====== RECORD EXTRACTS
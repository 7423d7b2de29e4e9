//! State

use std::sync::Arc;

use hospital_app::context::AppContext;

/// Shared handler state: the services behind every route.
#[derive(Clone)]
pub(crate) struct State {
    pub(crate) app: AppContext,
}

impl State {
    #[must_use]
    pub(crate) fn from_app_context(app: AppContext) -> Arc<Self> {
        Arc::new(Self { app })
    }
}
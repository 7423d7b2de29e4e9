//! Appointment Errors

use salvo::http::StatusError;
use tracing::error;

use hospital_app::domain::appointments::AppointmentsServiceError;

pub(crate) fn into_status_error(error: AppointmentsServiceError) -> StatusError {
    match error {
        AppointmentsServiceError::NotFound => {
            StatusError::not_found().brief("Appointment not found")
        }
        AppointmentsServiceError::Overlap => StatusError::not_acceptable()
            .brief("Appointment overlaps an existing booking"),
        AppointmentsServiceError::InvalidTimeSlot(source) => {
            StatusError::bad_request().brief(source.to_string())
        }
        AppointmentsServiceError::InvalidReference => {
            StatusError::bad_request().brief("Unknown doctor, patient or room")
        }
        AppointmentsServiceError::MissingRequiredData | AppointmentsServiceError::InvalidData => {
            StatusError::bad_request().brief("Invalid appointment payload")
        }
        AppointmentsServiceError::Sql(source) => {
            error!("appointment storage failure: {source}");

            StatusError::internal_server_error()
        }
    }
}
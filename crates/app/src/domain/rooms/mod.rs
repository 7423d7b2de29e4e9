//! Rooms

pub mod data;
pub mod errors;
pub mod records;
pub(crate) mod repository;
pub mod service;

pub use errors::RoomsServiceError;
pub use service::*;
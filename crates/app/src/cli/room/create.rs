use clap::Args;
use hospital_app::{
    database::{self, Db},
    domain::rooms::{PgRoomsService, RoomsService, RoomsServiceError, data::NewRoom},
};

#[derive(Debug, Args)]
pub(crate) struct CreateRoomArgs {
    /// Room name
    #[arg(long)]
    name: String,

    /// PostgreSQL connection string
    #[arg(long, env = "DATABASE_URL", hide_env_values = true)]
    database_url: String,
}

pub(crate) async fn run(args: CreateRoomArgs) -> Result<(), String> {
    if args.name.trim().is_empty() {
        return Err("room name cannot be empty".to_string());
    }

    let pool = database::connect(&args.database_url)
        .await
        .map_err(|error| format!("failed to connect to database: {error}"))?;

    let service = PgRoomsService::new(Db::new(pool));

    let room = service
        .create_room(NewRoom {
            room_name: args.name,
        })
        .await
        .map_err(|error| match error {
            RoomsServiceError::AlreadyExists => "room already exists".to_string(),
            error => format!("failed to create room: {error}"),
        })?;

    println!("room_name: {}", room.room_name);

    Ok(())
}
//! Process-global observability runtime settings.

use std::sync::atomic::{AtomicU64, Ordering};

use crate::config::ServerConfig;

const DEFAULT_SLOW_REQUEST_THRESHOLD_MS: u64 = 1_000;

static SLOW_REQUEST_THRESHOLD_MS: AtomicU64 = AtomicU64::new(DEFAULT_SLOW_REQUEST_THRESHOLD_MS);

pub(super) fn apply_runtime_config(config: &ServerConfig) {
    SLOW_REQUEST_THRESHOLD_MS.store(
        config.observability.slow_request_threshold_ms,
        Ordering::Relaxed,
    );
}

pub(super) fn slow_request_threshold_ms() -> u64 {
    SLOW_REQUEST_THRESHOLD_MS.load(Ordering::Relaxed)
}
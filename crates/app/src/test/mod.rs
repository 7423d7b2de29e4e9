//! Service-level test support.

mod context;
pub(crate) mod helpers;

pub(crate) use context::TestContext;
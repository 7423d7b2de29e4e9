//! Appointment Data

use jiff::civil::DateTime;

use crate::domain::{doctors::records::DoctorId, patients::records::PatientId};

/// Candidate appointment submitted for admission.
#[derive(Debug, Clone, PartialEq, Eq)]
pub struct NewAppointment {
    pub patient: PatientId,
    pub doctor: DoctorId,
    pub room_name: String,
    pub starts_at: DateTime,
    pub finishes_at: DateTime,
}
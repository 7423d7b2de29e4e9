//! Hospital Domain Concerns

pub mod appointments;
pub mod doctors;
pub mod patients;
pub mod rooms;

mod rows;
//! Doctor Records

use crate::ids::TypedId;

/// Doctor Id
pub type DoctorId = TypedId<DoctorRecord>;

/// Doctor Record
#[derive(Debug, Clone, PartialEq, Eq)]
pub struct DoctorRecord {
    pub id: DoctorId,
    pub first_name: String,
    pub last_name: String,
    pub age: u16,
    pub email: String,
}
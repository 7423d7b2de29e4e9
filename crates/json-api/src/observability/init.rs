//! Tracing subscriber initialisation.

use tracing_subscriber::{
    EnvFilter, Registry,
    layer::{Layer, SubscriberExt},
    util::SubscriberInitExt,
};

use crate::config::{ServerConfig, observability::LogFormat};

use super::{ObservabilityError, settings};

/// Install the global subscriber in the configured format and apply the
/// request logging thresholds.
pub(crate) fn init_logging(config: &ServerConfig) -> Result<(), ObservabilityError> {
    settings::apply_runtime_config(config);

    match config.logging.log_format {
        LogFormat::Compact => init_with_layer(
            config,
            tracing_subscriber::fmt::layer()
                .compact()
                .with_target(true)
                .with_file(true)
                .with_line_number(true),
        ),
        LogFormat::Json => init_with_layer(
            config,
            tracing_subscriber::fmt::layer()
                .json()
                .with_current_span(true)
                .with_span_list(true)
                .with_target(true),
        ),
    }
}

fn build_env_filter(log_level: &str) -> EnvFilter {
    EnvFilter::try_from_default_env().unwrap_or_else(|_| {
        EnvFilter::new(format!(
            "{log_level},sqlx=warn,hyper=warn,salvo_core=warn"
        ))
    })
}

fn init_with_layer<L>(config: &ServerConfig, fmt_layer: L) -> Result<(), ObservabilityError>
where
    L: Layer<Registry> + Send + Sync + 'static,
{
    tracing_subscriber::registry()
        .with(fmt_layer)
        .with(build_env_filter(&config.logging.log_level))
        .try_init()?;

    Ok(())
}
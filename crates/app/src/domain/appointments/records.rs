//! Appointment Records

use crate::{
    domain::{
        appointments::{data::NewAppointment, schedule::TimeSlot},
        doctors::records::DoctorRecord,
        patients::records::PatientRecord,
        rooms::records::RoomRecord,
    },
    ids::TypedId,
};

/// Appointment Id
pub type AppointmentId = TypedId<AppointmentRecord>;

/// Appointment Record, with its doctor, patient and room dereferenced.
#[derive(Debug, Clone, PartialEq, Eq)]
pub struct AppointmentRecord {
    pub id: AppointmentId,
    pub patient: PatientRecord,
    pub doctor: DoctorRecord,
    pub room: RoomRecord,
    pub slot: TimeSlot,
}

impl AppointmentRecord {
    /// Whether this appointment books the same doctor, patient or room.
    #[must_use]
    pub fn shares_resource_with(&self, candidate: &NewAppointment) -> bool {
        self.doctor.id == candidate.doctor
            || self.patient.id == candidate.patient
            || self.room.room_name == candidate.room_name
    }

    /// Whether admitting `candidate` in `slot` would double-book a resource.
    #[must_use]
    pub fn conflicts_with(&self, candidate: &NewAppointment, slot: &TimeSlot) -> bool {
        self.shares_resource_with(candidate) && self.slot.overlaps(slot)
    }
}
============
====== RECORD EXTRACTS
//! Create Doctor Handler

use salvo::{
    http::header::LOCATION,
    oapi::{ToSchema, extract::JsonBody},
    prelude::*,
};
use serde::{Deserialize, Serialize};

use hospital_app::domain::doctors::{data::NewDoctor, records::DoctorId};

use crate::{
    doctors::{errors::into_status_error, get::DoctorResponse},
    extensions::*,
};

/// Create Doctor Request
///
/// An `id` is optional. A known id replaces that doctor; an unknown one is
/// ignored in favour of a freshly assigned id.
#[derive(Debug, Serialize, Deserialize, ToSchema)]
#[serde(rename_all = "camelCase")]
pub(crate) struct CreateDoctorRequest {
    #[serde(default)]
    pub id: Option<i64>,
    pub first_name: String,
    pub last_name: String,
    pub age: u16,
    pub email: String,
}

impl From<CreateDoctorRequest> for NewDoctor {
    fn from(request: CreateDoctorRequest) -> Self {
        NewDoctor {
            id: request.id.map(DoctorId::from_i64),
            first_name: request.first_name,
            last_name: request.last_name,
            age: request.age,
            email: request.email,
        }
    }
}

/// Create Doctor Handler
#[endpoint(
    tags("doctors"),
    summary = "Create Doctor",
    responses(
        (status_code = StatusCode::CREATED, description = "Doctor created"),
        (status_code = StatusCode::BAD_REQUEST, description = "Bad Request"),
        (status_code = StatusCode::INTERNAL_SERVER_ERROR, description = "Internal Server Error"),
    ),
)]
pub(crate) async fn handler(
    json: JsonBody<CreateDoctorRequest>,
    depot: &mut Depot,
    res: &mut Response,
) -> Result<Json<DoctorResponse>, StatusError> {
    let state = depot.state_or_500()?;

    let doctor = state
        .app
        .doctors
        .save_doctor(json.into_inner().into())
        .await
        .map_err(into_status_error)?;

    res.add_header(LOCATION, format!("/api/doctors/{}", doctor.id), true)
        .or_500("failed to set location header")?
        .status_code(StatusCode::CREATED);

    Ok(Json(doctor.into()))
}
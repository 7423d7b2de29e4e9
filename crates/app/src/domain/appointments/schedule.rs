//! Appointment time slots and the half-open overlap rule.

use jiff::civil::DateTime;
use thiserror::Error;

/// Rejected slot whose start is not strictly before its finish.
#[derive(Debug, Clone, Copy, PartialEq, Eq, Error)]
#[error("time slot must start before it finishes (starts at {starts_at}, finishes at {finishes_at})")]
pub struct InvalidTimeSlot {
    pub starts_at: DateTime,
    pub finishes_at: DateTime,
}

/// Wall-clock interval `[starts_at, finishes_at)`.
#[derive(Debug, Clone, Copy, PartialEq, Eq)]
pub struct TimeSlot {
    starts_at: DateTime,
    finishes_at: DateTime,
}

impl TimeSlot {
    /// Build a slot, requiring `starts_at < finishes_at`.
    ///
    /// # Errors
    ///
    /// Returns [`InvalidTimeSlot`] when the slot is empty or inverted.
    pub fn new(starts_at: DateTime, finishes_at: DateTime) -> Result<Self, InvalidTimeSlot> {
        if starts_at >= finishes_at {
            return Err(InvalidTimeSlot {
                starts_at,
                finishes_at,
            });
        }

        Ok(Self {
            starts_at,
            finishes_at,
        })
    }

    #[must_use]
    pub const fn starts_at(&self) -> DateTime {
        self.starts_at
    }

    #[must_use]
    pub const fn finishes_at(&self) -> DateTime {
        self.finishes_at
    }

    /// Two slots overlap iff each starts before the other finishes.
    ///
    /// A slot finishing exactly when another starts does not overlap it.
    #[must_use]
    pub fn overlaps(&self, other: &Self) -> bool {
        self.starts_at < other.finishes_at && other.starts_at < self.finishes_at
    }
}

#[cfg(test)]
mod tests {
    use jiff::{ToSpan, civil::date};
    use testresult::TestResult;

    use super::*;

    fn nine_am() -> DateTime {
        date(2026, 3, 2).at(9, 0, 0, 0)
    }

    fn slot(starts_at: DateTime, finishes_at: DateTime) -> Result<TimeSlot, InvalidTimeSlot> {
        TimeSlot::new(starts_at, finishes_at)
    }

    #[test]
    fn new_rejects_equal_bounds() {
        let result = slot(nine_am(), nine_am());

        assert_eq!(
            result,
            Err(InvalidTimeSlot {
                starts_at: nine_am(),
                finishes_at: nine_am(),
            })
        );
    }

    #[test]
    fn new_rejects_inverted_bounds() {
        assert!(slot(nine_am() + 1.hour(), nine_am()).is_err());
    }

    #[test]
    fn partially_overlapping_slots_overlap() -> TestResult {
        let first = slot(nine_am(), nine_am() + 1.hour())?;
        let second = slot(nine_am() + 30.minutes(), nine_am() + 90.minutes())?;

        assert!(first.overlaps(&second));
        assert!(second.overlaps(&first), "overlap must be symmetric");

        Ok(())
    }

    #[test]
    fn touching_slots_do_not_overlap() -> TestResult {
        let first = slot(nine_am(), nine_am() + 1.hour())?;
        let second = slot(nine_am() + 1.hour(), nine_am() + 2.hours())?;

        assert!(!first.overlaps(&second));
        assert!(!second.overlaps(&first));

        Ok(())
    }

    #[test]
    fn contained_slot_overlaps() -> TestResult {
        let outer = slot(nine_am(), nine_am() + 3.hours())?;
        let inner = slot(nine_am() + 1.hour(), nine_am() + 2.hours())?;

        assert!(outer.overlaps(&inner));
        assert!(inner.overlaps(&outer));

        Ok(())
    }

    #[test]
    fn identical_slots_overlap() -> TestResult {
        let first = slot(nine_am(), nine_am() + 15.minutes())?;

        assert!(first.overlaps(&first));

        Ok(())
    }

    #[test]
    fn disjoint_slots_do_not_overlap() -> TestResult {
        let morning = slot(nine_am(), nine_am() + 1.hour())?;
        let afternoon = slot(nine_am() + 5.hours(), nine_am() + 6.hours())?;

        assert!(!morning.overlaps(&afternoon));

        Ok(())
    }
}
============
====== RECORD EXTRACTS
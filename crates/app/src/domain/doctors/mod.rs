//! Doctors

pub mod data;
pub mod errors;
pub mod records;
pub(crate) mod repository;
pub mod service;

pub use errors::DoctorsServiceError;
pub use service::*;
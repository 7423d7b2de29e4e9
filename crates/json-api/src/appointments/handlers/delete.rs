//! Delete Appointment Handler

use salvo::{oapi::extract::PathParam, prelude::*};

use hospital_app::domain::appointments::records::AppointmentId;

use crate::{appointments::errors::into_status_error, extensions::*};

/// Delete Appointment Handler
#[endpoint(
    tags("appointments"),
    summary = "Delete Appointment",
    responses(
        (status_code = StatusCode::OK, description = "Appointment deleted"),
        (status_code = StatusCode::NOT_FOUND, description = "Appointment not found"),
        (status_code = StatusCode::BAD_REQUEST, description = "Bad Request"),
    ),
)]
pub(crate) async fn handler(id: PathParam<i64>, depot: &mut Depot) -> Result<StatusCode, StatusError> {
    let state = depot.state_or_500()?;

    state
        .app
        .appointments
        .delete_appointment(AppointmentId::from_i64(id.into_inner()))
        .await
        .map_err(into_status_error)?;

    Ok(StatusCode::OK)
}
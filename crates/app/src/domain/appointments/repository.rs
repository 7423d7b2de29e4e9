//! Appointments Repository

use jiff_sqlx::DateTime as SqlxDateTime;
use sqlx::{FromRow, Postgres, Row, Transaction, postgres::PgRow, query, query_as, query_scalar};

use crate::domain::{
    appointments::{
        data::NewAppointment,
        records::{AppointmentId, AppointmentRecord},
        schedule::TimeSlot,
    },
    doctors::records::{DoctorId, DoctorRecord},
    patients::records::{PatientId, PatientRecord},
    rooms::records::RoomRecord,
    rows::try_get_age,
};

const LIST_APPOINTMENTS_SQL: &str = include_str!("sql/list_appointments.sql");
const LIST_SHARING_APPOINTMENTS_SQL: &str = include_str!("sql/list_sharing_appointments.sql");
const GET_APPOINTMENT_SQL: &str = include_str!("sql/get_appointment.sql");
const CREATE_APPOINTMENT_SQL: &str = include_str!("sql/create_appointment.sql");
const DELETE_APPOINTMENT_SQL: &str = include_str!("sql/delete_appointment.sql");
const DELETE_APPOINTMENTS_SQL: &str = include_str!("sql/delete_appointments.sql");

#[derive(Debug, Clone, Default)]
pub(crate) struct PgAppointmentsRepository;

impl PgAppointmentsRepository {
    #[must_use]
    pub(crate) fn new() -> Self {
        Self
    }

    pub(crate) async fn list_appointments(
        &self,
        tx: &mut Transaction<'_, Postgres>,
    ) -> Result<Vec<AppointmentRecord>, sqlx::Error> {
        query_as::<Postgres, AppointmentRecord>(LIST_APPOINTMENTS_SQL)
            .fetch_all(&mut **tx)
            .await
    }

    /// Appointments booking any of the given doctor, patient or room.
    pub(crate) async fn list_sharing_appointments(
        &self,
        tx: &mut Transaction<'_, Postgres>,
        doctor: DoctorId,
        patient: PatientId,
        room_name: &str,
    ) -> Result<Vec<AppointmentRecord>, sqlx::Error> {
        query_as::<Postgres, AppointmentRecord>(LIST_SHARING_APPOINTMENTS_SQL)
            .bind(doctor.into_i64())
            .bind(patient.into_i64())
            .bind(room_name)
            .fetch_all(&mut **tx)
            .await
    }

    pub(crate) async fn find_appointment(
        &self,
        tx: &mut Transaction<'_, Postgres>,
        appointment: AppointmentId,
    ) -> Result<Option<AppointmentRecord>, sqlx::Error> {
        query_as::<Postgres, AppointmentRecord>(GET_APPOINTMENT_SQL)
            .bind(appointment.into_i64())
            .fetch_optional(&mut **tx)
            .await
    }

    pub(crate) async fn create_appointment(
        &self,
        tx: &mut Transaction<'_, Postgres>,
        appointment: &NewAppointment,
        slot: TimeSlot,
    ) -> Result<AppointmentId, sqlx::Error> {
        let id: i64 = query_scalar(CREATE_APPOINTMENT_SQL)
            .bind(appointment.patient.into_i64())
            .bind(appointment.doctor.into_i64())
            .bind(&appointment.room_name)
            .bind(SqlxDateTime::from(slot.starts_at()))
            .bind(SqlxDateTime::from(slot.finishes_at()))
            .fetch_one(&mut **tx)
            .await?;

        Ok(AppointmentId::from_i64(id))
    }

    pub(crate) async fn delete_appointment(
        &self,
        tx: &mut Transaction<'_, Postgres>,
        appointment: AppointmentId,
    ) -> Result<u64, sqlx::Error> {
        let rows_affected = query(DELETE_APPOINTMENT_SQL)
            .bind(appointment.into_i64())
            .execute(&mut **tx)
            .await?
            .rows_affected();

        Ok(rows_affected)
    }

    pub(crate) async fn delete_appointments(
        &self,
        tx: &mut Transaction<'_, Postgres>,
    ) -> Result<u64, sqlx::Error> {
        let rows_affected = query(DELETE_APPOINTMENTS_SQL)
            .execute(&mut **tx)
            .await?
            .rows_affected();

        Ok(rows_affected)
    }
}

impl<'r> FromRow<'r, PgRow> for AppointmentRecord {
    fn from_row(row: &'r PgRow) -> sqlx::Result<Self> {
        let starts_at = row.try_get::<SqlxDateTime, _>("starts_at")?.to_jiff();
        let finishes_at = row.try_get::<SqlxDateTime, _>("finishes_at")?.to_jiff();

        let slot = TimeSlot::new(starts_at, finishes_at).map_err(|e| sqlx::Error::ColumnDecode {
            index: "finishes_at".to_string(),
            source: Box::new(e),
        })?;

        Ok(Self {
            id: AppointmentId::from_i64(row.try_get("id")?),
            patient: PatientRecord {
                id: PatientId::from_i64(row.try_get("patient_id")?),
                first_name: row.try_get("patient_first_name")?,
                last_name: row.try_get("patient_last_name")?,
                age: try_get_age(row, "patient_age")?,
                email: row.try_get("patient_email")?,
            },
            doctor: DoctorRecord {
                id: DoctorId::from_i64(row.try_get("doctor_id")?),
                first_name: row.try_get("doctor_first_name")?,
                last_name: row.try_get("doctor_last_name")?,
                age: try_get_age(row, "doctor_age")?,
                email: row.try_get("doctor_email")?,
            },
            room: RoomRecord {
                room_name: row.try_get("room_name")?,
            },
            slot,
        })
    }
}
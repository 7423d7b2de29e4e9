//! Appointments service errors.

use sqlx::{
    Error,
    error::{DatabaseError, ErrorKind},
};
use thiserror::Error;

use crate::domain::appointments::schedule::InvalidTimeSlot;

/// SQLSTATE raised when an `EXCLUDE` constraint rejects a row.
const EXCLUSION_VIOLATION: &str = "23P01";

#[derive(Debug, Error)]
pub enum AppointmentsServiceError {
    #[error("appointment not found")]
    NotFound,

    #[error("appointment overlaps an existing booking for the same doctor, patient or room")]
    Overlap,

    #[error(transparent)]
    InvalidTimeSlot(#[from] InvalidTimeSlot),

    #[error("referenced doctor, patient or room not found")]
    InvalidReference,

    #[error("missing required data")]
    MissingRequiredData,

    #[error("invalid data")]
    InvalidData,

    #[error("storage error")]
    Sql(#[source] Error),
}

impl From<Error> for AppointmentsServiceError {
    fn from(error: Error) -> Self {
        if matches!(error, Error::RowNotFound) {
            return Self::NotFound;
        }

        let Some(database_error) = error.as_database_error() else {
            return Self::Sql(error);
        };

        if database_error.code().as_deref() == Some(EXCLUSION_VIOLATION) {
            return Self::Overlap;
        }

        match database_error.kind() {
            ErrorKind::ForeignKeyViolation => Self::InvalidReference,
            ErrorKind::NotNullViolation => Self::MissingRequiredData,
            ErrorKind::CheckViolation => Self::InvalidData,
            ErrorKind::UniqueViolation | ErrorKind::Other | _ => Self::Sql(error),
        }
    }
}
============
## TASK PROMPT
The reply should consist of one number, the count of lines above with the string "derive" in them.

## YOUR SOLUTION
10